青果相場、東京都中央卸売市場、先週の状況、野菜暴落!

  テレビのニュースでキャベツが豊作でトラクターでつぶしている場面が流れていたが、実際、東京都中央卸売市場ではここ最近、どのような相場であったかを先週の動きで確かめてみた。キャベツは先週の相場が前年対比48%であり、半値となっており、入荷量が前年122%、前週比130%と相場が大幅に下落しているにもかかわらず、増え続けているという異常な状況がつづいている。ちなみに、価格は10kg当たり735円であるので、1kg73.5円という安さであり、1玉の原価100円弱というところであろうか。特に、このところ好天が続いており、野菜の生育が良く、豊作が続いているためという。ただ、野菜が全面安という状況でもなく、生しいたけは139%、さといもは144%と高値の野菜もある。一方、果物は堅調な相場で推移しており、一部の果物は前年対比で見ると200%以上と、高騰しており、野菜とは対照的な動きとなっている。
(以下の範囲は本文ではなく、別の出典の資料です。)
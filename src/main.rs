mod app;
mod assets;
mod config;
mod input;
mod model;
mod render;
mod sim;

use anyhow::Result;

fn main() -> Result<()> {
    env_logger::Builder::from_env(env_logger::Env::default().default_filter_or("warn")).init();
    app::run()?;
    Ok(())
}
use crate::assets::Sprite;

#[derive(Clone, Copy, Debug, PartialEq, Eq)]
pub(crate) struct Rgb {
    pub(crate) r: u8,
    pub(crate) g: u8,
    pub(crate) b: u8,
}

impl Rgb {
    pub(crate) const WHITE: Rgb = Rgb::new(255, 255, 255);
    pub(crate) const ORANGE: Rgb = Rgb::new(255, 165, 0);

    pub(crate) const fn new(r: u8, g: u8, b: u8) -> Self {
        Self { r, g, b }
    }
}

#[derive(Clone, Copy, Debug, Default, PartialEq)]
pub(crate) struct Point {
    pub(crate) x: f32,
    pub(crate) y: f32,
}

impl Point {
    pub(crate) const fn new(x: f32, y: f32) -> Self {
        Self { x, y }
    }
}

/// Axis-aligned box. Left/top edges are inside, right/bottom are not.
#[derive(Clone, Copy, Debug, PartialEq)]
pub(crate) struct Rect {
    pub(crate) left: f32,
    pub(crate) top: f32,
    pub(crate) w: f32,
    pub(crate) h: f32,
}

impl Rect {
    pub(crate) fn centered(center: Point, w: f32, h: f32) -> Self {
        Self {
            left: center.x - w / 2.0,
            top: center.y - h / 2.0,
            w,
            h,
        }
    }

    pub(crate) fn right(&self) -> f32 {
        self.left + self.w
    }

    pub(crate) fn bottom(&self) -> f32 {
        self.top + self.h
    }

    pub(crate) fn is_empty(&self) -> bool {
        self.w <= 0.0 || self.h <= 0.0
    }

    pub(crate) fn contains(&self, p: Point) -> bool {
        p.x >= self.left && p.x < self.right() && p.y >= self.top && p.y < self.bottom()
    }

    /// Strict overlap. An empty box (zero width or height) hits nothing.
    pub(crate) fn intersects(&self, other: &Rect) -> bool {
        if self.is_empty() || other.is_empty() {
            return false;
        }
        self.left < other.right()
            && other.left < self.right()
            && self.top < other.bottom()
            && other.top < self.bottom()
    }
}

/// The three item archetypes. Doubles as the selected mode.
#[derive(Clone, Copy, Debug, PartialEq, Eq)]
pub(crate) enum ItemKind {
    Feed,
    Treat,
    Toy,
}

#[derive(Clone, Copy, Debug, PartialEq, Eq)]
pub(crate) struct ItemEffect {
    pub(crate) health_delta: i32,
    pub(crate) happiness_delta: i32,
}

struct KindEntry {
    kind: ItemKind,
    effect: ItemEffect,
    asset: &'static str,
}

const KIND_TABLE: [KindEntry; 3] = [
    KindEntry {
        kind: ItemKind::Feed,
        effect: ItemEffect {
            health_delta: 20,
            happiness_delta: 0,
        },
        asset: "apple.png",
    },
    KindEntry {
        kind: ItemKind::Treat,
        effect: ItemEffect {
            health_delta: -10,
            happiness_delta: 60,
        },
        asset: "icecream.png",
    },
    KindEntry {
        kind: ItemKind::Toy,
        effect: ItemEffect {
            health_delta: 0,
            happiness_delta: 40,
        },
        asset: "toy.png",
    },
];

impl ItemKind {
    /// Menu order, which is also click priority.
    pub(crate) const ALL: [ItemKind; 3] = [ItemKind::Feed, ItemKind::Treat, ItemKind::Toy];

    pub(crate) fn index(self) -> usize {
        match self {
            ItemKind::Feed => 0,
            ItemKind::Treat => 1,
            ItemKind::Toy => 2,
        }
    }

    fn entry(self) -> &'static KindEntry {
        let e = &KIND_TABLE[self.index()];
        debug_assert_eq!(e.kind, self);
        e
    }

    pub(crate) fn effect(self) -> ItemEffect {
        self.entry().effect
    }

    pub(crate) fn asset_name(self) -> &'static str {
        self.entry().asset
    }
}

#[derive(Clone, Debug)]
pub(crate) struct Item {
    kind: ItemKind,
    pos: Point,
    health_delta: i32,
    happiness_delta: i32,
    bounds: Rect,
}

impl Item {
    pub(crate) fn new(
        kind: ItemKind,
        pos: Point,
        health_delta: i32,
        happiness_delta: i32,
        sprite: &Sprite,
    ) -> Self {
        Self {
            kind,
            pos,
            health_delta,
            happiness_delta,
            bounds: Rect::centered(pos, sprite.width() as f32, sprite.height() as f32),
        }
    }

    /// Menu button: same sprite and box as the kind, but no effect.
    pub(crate) fn button(kind: ItemKind, pos: Point, sprite: &Sprite) -> Self {
        Self::new(kind, pos, 0, 0, sprite)
    }

    /// World item carrying the kind's fixed effect.
    pub(crate) fn place(kind: ItemKind, pos: Point, sprite: &Sprite) -> Self {
        let e = kind.effect();
        Self::new(kind, pos, e.health_delta, e.happiness_delta, sprite)
    }

    pub(crate) fn kind(&self) -> ItemKind {
        self.kind
    }

    pub(crate) fn pos(&self) -> Point {
        self.pos
    }

    pub(crate) fn health_delta(&self) -> i32 {
        self.health_delta
    }

    pub(crate) fn happiness_delta(&self) -> i32 {
        self.happiness_delta
    }

    pub(crate) fn bounds(&self) -> Rect {
        self.bounds
    }

    pub(crate) fn hit_test(&self, p: Point) -> bool {
        self.bounds.contains(p)
    }
}

#[derive(Clone, Debug)]
pub(crate) struct Pet {
    x: f32,
    y: f32,
    health: i32,
    max_health: i32,
    happiness: i32,
    max_happiness: i32,
    color: Rgb,
}

impl Pet {
    pub(crate) fn new(
        pos: Point,
        health: i32,
        max_health: i32,
        happiness: i32,
        max_happiness: i32,
    ) -> Self {
        let mut pet = Self {
            x: pos.x,
            y: pos.y,
            health: 0,
            max_health: max_health.max(0),
            happiness: 0,
            max_happiness: max_happiness.max(0),
            color: Rgb::new(0, 0, 0),
        };
        pet.apply_health_delta(health);
        pet.apply_happiness_delta(happiness);
        pet
    }

    pub(crate) fn health(&self) -> i32 {
        self.health
    }

    pub(crate) fn happiness(&self) -> i32 {
        self.happiness
    }

    pub(crate) fn color(&self) -> Rgb {
        self.color
    }

    pub(crate) fn pos(&self) -> Point {
        Point::new(self.x, self.y)
    }

    pub(crate) fn apply_health_delta(&mut self, d: i32) {
        self.health = self.health.saturating_add(d).clamp(0, self.max_health);
    }

    pub(crate) fn apply_happiness_delta(&mut self, d: i32) {
        self.happiness = self.happiness.saturating_add(d).clamp(0, self.max_happiness);
        self.color = Rgb::new(0, self.happiness.clamp(0, 255) as u8, 0);
    }

    pub(crate) fn consume(&mut self, item: &Item) {
        self.apply_happiness_delta(item.happiness_delta());
        self.apply_health_delta(item.health_delta());
    }

    pub(crate) fn move_by(&mut self, dx: f32, dy: f32) {
        self.x += dx;
        self.y += dy;
    }

    pub(crate) fn is_expired(&self) -> bool {
        self.health <= 0 || self.happiness <= 0
    }

    /// Health is both the collision half-extent and the drawn radius.
    pub(crate) fn current_bounds(&self) -> Rect {
        let side = self.health as f32 * 2.0;
        Rect::centered(self.pos(), side, side)
    }
}

#[derive(Clone, Copy, Debug, Default, PartialEq)]
pub(crate) struct Velocity {
    pub(crate) dx: f32,
    pub(crate) dy: f32,
}

impl Velocity {
    pub(crate) const ZERO: Velocity = Velocity { dx: 0.0, dy: 0.0 };
}
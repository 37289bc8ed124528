#[cfg(target_os = "linux")]
pub mod udev_discovery;

use std::path::PathBuf;
use thiserror::Error;

#[derive(Debug, Clone)]
pub struct DeviceInfo {
    pub devnode: PathBuf,
    pub name: Option<String>,
}

#[derive(Debug, Error)]
pub enum DiscoveryError {
    #[error("udev error: {0}")]
    UdevError(#[from] std::io::Error),
    #[error("no touchscreen found, pass --device explicitly")]
    NotFound,
}

pub trait DeviceDiscovery {
    fn find_touchscreens() -> Result<Vec<DeviceInfo>, DiscoveryError>;
}
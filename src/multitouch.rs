#[cfg(target_os = "linux")]
use evdev::{AbsoluteAxisType, EventType, InputEvent, Synchronization};

#[derive(Clone, Copy, Debug, PartialEq, Eq)]
pub enum Axis {
    X,
    Y,
}

/// The slice of the type-B multitouch protocol the gesture engine consumes.
#[derive(Clone, Copy, Debug, PartialEq, Eq)]
pub enum TouchEvent {
    /// `ABS_MT_SLOT`: following events refer to this slot.
    SlotSelect(i32),
    /// `ABS_MT_TRACKING_ID` with a nonnegative id.
    ContactBegin(i32),
    /// `ABS_MT_TRACKING_ID` of -1.
    ContactEnd,
    Position(Axis, i32),
    /// `SYN_REPORT`
    BatchEnd,
}

impl TouchEvent {
    /// Map a tracking id value to begin/end.
    pub fn tracking(value: i32) -> Self {
        if value < 0 {
            TouchEvent::ContactEnd
        } else {
            TouchEvent::ContactBegin(value)
        }
    }
}

#[cfg(target_os = "linux")]
pub fn decode(event: &InputEvent) -> Option<TouchEvent> {
    let value = event.value();
    match event.event_type() {
        EventType::ABSOLUTE => match AbsoluteAxisType(event.code()) {
            AbsoluteAxisType::ABS_MT_SLOT => Some(TouchEvent::SlotSelect(value)),
            AbsoluteAxisType::ABS_MT_TRACKING_ID => Some(TouchEvent::tracking(value)),
            AbsoluteAxisType::ABS_MT_POSITION_X => Some(TouchEvent::Position(Axis::X, value)),
            AbsoluteAxisType::ABS_MT_POSITION_Y => Some(TouchEvent::Position(Axis::Y, value)),
            _ => None,
        },
        EventType::SYNCHRONIZATION if event.code() == Synchronization::SYN_REPORT.0 => {
            Some(TouchEvent::BatchEnd)
        }
        _ => None,
    }
}

#[cfg(target_os = "linux")]
pub fn describe_event(event: &InputEvent) -> String {
    let type_name = match event.event_type() {
        EventType::KEY => "EV_KEY",
        EventType::ABSOLUTE => "EV_ABS",
        EventType::MISC => "EV_MSC",
        EventType::SYNCHRONIZATION => "EV_SYN",
        _ => "EV_???",
    };
    match code_lookup(event.event_type(), event.code()) {
        Some(name) => format!("{}({}, {})", type_name, name, event.value()),
        None => format!("{}(0x{:X}, {})", type_name, event.code(), event.value()),
    }
}

#[cfg(target_os = "linux")]
fn code_lookup(event_type: EventType, code: u16) -> Option<&'static str> {
    match event_type {
        EventType::SYNCHRONIZATION => match code {
            0x00 => Some("SYN_REPORT"),
            0x03 => Some("SYN_DROPPED"),
            _ => None,
        },
        EventType::ABSOLUTE => match code {
            0x00 => Some("X"),
            0x01 => Some("Y"),
            0x2f => Some("SLOT"),
            0x35 => Some("POSITION_X"),
            0x36 => Some("POSITION_Y"),
            0x39 => Some("TRACKING_ID"),
            _ => None,
        },
        EventType::KEY => match code {
            0x14a => Some("BTN_TOUCH"),
            0x145 => Some("BTN_TOOL_FINGER"),
            0x14d => Some("BTN_TOOL_DOUBLETAP"),
            _ => None,
        },
        _ => None,
    }
}
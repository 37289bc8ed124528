#[cfg(target_os = "linux")]
pub mod evdev_backend;

use crate::multitouch::TouchEvent;
use std::io;
use std::ops::{Deref, DerefMut};
use std::path::{Path, PathBuf};
use thiserror::Error;

#[derive(Debug, Error)]
pub enum InputError {
    #[error("permission denied opening {}", .0.display())]
    PermissionDenied(PathBuf),
    #[error("failed to open {}: {source}", path.display())]
    OpenFailed {
        path: PathBuf,
        #[source]
        source: io::Error,
    },
    #[error("failed to grab device: {0}")]
    GrabFailed(#[source] io::Error),
    #[error("failed to read events: {0}")]
    ReadError(#[source] io::Error),
    #[error("read interrupted")]
    Interrupted,
}

impl InputError {
    pub fn open(path: &Path, source: io::Error) -> Self {
        if source.kind() == io::ErrorKind::PermissionDenied {
            InputError::PermissionDenied(path.to_path_buf())
        } else {
            InputError::OpenFailed {
                path: path.to_path_buf(),
                source,
            }
        }
    }

    pub fn is_permission_denied(&self) -> bool {
        match self {
            InputError::PermissionDenied(_) => true,
            InputError::GrabFailed(e) => e.kind() == io::ErrorKind::PermissionDenied,
            _ => false,
        }
    }
}

/// A multitouch device delivering type-B protocol events.
pub trait TouchSource {
    fn open(device_path: &Path) -> Result<Self, InputError>
    where
        Self: Sized;
    fn grab(&mut self) -> Result<(), InputError>;
    fn ungrab(&mut self) -> Result<(), InputError>;
    /// Number of multitouch slots the hardware reports.
    fn slot_count(&self) -> usize;
    /// Wait a bounded time for device events and return the decoded ones.
    /// An empty batch means the wait timed out.
    fn read_batch(&mut self) -> Result<Vec<TouchEvent>, InputError>;
}

/// Exclusive hold on a source, released when dropped.
pub struct Grabbed<'a, S: TouchSource> {
    source: &'a mut S,
}

impl<'a, S: TouchSource> Grabbed<'a, S> {
    pub fn acquire(source: &'a mut S) -> Result<Self, InputError> {
        source.grab()?;
        Ok(Self { source })
    }
}

impl<S: TouchSource> Deref for Grabbed<'_, S> {
    type Target = S;

    fn deref(&self) -> &S {
        self.source
    }
}

impl<S: TouchSource> DerefMut for Grabbed<'_, S> {
    fn deref_mut(&mut self) -> &mut S {
        self.source
    }
}

impl<S: TouchSource> Drop for Grabbed<'_, S> {
    fn drop(&mut self) {
        match self.source.ungrab() {
            Ok(()) => log::debug!("device released"),
            Err(e) => log::warn!("failed to release device: {}", e),
        }
    }
}

#[cfg(test)]
mod tests {
    use super::*;

    #[derive(Default)]
    struct FakeSource {
        grabbed: bool,
        grabs: usize,
        refuse_grab: bool,
    }

    impl TouchSource for FakeSource {
        fn open(_: &Path) -> Result<Self, InputError> {
            Ok(Self::default())
        }

        fn grab(&mut self) -> Result<(), InputError> {
            if self.refuse_grab {
                return Err(InputError::GrabFailed(io::Error::from(
                    io::ErrorKind::PermissionDenied,
                )));
            }
            self.grabbed = true;
            self.grabs += 1;
            Ok(())
        }

        fn ungrab(&mut self) -> Result<(), InputError> {
            self.grabbed = false;
            Ok(())
        }

        fn slot_count(&self) -> usize {
            2
        }

        fn read_batch(&mut self) -> Result<Vec<TouchEvent>, InputError> {
            Err(InputError::Interrupted)
        }
    }

    #[test]
    fn grab_is_released_on_drop() {
        let mut source = FakeSource::open(Path::new("/dev/null")).expect("fake source");
        {
            let mut guard = Grabbed::acquire(&mut source).expect("grab");
            assert!(guard.grabbed);
            assert!(matches!(guard.read_batch(), Err(InputError::Interrupted)));
        }
        assert!(!source.grabbed);
        assert_eq!(source.grabs, 1);
    }

    #[test]
    fn grab_is_released_when_loop_bails_out() {
        fn run(source: &mut FakeSource) -> Result<(), InputError> {
            let mut guard = Grabbed::acquire(source)?;
            guard.read_batch()?;
            Ok(())
        }

        let mut source = FakeSource::default();
        assert!(run(&mut source).is_err());
        assert!(!source.grabbed);
    }

    #[test]
    fn refused_grab_reports_permission_problem() {
        let mut source = FakeSource {
            refuse_grab: true,
            ..FakeSource::default()
        };
        let err = Grabbed::acquire(&mut source).err().expect("grab refused");
        assert!(err.is_permission_denied());
    }

    #[test]
    fn open_error_classification() {
        let path = Path::new("/dev/input/event3");
        let denied = InputError::open(path, io::Error::from(io::ErrorKind::PermissionDenied));
        assert!(denied.is_permission_denied());
        assert_eq!(
            denied.to_string(),
            "permission denied opening /dev/input/event3"
        );

        let missing = InputError::open(path, io::Error::from(io::ErrorKind::NotFound));
        assert!(!missing.is_permission_denied());
    }
}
  先週、野菜の中で、相場が大きく崩れたものはキャベツの48%に加え、ブロッコリー46%、ピーマン53%の3つがほぼ前年対比、半値で推移し、厳しい相場であった。また、これに続き、厳しい相場が続いた野菜は春菊75%、かぶ75%、にんじん76%、ほれんそう76%、なす83%、たまねぎ85%、だいこん89%、こまつな88%と、これらの野菜が先週は特に厳しい相場であった。キャベツ同様、だいこんも産地で廃棄処分となっているというが、それでも前週比106%と入荷が増えており、産地の切実な状況を反映しているといえよう。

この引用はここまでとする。